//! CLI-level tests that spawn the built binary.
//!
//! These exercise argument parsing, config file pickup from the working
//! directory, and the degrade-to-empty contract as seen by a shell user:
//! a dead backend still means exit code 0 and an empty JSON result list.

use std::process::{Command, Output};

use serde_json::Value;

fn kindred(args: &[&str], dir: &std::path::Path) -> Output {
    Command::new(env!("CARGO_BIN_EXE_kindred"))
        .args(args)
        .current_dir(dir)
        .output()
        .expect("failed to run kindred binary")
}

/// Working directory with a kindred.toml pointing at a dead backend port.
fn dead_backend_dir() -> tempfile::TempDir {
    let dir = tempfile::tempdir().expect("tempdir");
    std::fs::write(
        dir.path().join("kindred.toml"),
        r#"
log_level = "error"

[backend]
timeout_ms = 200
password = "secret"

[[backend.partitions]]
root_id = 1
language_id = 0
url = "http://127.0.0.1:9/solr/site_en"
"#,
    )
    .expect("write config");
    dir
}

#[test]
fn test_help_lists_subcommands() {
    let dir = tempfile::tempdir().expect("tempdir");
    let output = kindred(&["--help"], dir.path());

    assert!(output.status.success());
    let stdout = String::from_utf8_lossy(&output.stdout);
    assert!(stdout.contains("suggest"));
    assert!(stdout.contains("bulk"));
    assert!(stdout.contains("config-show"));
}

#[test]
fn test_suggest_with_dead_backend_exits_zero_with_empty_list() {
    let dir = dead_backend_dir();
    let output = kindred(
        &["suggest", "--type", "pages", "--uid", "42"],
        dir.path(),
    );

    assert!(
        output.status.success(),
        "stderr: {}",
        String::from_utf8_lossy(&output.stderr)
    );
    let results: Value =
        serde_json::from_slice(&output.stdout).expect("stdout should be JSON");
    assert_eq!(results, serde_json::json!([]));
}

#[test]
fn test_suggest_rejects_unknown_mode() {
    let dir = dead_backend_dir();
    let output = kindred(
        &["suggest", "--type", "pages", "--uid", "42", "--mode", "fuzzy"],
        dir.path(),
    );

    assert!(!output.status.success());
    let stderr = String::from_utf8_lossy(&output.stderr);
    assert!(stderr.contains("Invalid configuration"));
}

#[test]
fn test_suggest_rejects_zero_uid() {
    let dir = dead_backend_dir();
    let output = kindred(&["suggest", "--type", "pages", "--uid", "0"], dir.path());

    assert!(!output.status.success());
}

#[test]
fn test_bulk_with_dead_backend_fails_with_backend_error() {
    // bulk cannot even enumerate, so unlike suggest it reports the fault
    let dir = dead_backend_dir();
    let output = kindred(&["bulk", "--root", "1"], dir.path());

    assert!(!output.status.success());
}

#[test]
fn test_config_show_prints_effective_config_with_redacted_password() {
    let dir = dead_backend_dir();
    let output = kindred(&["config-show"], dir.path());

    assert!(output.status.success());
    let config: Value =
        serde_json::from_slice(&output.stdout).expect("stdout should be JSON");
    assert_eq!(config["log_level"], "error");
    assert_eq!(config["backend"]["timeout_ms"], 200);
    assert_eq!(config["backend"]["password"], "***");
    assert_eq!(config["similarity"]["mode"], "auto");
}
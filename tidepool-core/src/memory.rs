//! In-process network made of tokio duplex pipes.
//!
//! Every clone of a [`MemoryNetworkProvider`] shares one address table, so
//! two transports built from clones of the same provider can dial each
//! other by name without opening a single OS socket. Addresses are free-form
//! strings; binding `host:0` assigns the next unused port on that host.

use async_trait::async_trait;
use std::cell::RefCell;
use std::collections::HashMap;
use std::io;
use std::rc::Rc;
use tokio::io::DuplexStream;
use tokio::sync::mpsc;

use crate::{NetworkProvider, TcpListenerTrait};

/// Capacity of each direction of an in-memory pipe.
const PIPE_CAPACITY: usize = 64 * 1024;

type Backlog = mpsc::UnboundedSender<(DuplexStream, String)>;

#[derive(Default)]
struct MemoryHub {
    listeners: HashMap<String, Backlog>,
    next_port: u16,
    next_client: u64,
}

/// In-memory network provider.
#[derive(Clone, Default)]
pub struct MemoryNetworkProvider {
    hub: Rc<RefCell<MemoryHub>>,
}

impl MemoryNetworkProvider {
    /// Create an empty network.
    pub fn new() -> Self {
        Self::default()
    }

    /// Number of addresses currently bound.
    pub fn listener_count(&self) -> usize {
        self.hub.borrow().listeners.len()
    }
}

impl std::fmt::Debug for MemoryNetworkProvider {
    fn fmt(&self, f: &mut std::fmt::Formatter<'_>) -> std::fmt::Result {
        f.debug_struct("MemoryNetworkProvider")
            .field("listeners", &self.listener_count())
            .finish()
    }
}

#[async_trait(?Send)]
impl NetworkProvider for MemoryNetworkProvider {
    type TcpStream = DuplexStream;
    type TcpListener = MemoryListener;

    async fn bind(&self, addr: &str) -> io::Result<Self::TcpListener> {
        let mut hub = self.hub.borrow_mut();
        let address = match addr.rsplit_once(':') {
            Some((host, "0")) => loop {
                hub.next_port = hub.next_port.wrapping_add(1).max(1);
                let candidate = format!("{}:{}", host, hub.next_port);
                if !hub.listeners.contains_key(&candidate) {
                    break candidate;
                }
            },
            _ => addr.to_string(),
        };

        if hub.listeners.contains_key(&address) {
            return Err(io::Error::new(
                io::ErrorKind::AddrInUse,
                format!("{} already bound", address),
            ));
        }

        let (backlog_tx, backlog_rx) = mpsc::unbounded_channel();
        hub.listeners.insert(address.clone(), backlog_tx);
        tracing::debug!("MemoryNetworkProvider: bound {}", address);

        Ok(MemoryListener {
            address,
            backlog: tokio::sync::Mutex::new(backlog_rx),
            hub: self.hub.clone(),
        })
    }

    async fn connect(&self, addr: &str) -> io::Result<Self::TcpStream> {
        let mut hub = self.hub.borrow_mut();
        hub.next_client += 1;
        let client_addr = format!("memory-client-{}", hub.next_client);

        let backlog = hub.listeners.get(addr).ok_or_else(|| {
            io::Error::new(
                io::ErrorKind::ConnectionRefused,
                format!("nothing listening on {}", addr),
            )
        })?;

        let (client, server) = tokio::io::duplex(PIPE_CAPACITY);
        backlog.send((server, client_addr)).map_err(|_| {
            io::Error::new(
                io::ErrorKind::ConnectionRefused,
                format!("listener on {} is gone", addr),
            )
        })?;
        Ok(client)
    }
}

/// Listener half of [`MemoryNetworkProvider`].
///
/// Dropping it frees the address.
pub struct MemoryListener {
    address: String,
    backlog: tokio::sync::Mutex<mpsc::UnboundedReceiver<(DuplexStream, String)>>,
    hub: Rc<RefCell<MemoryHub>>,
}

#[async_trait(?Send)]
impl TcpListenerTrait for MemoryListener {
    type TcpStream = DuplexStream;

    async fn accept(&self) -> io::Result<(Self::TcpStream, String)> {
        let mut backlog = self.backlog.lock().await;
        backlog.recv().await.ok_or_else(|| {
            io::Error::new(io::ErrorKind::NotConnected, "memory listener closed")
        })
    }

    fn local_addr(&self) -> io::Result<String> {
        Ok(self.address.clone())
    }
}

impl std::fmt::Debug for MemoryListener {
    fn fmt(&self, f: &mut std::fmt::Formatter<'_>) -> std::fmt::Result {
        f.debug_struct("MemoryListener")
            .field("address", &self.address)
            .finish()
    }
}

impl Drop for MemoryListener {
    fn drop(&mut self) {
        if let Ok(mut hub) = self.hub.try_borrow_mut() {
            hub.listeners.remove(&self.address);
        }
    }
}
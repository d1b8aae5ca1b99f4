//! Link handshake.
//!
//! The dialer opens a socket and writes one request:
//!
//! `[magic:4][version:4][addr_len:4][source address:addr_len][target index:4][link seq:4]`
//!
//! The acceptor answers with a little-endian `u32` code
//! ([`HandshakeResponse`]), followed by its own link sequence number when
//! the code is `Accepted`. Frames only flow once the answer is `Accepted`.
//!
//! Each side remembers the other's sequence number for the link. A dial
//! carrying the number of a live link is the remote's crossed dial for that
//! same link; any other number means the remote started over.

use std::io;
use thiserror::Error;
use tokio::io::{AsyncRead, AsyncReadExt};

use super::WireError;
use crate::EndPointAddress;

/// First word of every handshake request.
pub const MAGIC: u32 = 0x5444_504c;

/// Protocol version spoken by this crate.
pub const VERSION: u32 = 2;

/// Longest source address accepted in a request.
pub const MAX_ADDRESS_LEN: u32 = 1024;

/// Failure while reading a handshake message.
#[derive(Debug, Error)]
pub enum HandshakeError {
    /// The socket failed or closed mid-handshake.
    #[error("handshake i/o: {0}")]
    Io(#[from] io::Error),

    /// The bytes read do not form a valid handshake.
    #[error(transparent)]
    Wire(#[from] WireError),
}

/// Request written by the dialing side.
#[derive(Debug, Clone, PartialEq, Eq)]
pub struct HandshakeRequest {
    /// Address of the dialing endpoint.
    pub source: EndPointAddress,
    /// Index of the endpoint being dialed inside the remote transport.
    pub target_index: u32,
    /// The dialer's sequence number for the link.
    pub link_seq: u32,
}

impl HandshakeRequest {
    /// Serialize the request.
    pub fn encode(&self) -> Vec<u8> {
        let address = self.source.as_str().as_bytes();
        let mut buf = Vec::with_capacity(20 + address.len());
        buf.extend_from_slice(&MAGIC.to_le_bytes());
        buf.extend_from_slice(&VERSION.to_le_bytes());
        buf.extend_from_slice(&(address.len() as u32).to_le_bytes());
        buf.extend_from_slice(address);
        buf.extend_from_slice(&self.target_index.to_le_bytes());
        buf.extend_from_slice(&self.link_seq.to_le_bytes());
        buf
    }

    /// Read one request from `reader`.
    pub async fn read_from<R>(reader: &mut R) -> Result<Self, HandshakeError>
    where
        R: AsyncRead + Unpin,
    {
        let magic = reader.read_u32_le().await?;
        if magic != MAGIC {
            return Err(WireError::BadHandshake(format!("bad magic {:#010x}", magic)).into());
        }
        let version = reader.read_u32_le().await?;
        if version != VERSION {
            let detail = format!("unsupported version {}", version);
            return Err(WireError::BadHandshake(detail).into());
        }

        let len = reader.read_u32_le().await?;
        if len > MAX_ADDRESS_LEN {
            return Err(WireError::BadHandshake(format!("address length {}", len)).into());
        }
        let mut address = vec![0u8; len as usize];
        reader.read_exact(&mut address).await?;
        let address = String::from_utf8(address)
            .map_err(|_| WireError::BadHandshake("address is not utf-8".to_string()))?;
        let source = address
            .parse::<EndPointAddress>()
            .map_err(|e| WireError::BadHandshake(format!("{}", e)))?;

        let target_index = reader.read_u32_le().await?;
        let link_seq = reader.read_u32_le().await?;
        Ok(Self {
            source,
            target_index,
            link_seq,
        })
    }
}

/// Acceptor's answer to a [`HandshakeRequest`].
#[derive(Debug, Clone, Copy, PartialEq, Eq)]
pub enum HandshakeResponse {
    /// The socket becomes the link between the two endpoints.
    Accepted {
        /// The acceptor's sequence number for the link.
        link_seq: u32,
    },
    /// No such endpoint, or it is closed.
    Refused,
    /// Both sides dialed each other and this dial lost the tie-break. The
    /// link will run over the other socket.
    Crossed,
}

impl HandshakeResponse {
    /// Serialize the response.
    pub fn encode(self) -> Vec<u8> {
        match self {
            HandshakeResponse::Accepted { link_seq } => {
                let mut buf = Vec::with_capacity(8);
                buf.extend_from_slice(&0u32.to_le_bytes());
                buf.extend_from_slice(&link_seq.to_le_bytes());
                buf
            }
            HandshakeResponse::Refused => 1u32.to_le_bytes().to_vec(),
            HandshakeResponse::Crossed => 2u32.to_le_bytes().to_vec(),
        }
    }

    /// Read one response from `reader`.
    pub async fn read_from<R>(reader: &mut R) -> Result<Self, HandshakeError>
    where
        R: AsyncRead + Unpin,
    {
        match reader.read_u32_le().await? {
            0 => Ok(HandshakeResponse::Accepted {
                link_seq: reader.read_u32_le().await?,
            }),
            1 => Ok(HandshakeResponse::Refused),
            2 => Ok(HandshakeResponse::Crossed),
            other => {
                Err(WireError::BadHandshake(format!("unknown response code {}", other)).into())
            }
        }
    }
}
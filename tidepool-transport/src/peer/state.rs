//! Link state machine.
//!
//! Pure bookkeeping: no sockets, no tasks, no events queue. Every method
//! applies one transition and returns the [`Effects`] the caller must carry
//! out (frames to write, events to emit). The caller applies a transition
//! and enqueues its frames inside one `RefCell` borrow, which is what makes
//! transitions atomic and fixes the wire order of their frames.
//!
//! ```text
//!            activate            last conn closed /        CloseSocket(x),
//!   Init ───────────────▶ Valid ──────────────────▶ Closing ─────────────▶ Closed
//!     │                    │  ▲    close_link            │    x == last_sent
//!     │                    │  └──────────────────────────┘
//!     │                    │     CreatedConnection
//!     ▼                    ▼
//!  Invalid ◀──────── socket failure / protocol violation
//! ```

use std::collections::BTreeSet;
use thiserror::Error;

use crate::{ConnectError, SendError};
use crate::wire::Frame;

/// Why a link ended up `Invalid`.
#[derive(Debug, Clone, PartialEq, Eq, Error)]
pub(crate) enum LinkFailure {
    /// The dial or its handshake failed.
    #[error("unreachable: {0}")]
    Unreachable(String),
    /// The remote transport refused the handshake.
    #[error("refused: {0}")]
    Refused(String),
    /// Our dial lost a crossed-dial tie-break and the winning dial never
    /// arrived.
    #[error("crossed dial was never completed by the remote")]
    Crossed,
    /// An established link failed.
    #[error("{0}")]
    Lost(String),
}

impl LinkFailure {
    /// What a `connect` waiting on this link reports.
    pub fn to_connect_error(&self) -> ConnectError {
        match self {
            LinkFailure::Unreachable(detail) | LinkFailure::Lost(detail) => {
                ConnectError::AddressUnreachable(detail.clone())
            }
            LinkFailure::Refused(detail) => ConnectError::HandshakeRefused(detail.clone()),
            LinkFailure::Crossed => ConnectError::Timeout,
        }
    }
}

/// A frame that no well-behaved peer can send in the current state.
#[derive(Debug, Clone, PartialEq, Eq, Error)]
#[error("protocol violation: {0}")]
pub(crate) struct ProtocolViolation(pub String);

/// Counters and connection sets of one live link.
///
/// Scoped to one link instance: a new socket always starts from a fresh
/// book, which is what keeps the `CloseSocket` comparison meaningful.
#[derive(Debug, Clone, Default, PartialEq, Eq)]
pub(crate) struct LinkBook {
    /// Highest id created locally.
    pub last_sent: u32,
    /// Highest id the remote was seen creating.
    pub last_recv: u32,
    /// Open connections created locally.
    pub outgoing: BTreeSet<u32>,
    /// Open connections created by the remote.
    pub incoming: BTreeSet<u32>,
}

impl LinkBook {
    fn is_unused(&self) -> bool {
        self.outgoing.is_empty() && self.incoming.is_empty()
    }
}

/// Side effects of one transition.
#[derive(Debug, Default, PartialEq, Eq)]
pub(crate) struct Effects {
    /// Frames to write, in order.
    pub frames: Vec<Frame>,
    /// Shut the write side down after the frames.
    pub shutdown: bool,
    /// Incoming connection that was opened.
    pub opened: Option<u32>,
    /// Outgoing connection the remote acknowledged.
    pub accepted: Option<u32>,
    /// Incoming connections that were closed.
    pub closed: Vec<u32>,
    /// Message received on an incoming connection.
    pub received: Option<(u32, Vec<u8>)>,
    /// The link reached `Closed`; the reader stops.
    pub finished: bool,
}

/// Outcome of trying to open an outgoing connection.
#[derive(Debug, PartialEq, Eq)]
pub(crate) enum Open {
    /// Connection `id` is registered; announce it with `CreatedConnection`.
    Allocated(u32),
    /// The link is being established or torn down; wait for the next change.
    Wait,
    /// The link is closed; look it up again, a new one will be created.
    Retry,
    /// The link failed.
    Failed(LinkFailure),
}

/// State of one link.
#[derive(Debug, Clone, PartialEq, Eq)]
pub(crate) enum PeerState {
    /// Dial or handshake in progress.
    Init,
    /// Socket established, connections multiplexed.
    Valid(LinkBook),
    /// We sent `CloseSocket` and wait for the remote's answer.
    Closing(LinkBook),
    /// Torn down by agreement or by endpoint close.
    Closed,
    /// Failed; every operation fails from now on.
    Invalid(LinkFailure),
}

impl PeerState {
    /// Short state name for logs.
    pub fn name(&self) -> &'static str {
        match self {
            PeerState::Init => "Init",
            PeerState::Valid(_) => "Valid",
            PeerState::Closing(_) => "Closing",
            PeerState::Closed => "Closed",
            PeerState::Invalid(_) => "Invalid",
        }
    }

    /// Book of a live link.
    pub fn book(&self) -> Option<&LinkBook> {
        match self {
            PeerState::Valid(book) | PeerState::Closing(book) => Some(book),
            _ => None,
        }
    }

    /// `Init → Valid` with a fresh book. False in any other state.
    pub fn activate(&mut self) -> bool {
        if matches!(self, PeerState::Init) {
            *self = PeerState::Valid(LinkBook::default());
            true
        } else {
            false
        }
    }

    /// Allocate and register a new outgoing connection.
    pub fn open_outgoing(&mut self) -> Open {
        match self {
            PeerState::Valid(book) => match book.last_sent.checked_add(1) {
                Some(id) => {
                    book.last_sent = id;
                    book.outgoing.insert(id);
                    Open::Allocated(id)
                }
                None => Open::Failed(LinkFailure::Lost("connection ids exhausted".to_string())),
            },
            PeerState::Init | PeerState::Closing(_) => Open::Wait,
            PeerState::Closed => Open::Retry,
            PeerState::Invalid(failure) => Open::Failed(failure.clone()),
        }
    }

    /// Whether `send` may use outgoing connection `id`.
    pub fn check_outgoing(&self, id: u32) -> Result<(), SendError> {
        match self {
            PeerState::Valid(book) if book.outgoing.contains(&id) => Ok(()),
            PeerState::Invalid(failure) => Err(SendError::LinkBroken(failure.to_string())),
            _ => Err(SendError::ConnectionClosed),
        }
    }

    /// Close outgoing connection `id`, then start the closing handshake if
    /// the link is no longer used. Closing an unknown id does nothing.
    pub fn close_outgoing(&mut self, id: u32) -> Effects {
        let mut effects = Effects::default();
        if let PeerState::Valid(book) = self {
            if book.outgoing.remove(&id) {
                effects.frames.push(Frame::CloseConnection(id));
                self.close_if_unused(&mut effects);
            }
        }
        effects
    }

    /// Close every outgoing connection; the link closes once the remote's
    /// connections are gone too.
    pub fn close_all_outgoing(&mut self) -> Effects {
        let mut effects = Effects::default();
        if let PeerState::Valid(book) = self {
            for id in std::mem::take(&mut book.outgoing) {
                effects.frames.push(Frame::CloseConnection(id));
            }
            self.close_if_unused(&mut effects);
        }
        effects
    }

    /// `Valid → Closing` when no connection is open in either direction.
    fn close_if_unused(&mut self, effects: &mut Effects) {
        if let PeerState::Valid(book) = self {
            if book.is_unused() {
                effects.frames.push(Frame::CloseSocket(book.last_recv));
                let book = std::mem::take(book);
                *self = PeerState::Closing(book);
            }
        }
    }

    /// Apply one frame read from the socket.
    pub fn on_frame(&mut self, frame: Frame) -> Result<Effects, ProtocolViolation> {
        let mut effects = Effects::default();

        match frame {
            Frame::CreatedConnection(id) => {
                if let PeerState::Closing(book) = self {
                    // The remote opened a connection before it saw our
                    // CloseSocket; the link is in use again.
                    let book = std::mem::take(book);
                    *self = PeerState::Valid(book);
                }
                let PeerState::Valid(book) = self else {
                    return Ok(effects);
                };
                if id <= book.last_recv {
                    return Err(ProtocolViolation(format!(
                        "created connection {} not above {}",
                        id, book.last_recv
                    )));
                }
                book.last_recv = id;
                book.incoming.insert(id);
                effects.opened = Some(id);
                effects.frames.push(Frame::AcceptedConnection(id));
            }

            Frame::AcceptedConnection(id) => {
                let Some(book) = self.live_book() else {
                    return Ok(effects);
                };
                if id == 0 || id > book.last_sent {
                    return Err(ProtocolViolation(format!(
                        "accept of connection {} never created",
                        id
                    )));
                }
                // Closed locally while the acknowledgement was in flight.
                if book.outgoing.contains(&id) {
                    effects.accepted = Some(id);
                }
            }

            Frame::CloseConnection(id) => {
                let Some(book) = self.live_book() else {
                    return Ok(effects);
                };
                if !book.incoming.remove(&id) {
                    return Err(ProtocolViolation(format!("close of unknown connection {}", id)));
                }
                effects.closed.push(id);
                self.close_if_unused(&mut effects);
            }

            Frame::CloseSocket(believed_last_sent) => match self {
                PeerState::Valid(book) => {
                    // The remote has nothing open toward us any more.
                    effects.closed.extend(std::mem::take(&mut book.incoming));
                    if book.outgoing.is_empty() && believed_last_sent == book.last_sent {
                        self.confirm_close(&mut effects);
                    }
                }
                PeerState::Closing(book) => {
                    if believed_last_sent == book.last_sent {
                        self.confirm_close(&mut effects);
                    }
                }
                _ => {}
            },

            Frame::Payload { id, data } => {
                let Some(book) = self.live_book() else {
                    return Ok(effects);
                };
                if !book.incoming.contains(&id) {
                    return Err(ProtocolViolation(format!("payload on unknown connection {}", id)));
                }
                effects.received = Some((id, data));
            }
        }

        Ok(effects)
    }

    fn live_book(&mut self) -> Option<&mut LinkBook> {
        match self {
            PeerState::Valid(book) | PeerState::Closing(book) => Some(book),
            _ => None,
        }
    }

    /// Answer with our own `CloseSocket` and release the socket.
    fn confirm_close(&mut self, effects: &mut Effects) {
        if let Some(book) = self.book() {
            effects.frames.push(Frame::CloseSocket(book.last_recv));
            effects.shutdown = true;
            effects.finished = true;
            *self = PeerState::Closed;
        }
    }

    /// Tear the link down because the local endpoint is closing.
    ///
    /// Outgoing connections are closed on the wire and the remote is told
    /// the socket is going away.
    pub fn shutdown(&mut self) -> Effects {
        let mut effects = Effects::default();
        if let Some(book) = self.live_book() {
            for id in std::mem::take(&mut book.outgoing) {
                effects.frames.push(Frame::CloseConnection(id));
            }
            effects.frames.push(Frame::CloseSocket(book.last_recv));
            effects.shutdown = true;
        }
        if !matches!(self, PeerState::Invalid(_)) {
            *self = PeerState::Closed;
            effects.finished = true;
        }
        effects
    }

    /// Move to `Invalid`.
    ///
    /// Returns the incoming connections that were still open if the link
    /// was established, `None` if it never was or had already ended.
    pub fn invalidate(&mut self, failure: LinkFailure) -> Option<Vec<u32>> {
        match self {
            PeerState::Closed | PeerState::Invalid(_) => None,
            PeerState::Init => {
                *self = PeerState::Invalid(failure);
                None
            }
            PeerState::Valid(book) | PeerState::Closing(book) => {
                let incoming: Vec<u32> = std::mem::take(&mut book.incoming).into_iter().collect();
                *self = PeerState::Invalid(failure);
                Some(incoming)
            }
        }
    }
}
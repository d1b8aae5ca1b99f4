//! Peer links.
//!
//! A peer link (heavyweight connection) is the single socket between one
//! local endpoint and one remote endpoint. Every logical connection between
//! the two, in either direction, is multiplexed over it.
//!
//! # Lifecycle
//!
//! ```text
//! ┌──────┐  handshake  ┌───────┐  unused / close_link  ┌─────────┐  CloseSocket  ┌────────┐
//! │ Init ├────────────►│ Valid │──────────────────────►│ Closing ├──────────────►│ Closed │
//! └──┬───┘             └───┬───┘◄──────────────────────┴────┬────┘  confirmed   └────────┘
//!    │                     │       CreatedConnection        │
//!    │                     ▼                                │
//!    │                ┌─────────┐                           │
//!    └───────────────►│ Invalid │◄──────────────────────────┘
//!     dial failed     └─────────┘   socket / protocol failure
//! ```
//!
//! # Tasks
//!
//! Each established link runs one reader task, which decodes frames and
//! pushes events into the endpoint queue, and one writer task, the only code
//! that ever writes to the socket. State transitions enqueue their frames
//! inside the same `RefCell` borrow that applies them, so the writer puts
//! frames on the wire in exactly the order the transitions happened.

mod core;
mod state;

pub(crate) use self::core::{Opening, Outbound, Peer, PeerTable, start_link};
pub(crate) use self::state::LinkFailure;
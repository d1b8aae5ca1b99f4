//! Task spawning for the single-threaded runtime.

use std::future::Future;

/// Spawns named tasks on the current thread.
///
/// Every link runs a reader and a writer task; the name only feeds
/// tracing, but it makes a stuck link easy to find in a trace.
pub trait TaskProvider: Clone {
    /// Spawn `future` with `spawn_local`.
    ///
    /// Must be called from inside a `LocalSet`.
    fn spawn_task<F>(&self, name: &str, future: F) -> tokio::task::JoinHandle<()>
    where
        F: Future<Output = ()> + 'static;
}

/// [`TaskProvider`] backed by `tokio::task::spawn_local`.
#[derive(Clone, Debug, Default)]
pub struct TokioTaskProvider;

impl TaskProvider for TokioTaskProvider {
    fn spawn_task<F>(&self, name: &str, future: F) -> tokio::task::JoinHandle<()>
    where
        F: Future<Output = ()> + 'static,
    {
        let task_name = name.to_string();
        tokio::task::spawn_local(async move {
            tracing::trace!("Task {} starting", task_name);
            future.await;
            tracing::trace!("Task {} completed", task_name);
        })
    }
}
---
-- Instructions for the task --
The expected answer is only a number: the count of lines in this listing that contain the string "bool".

-- Your solution --
4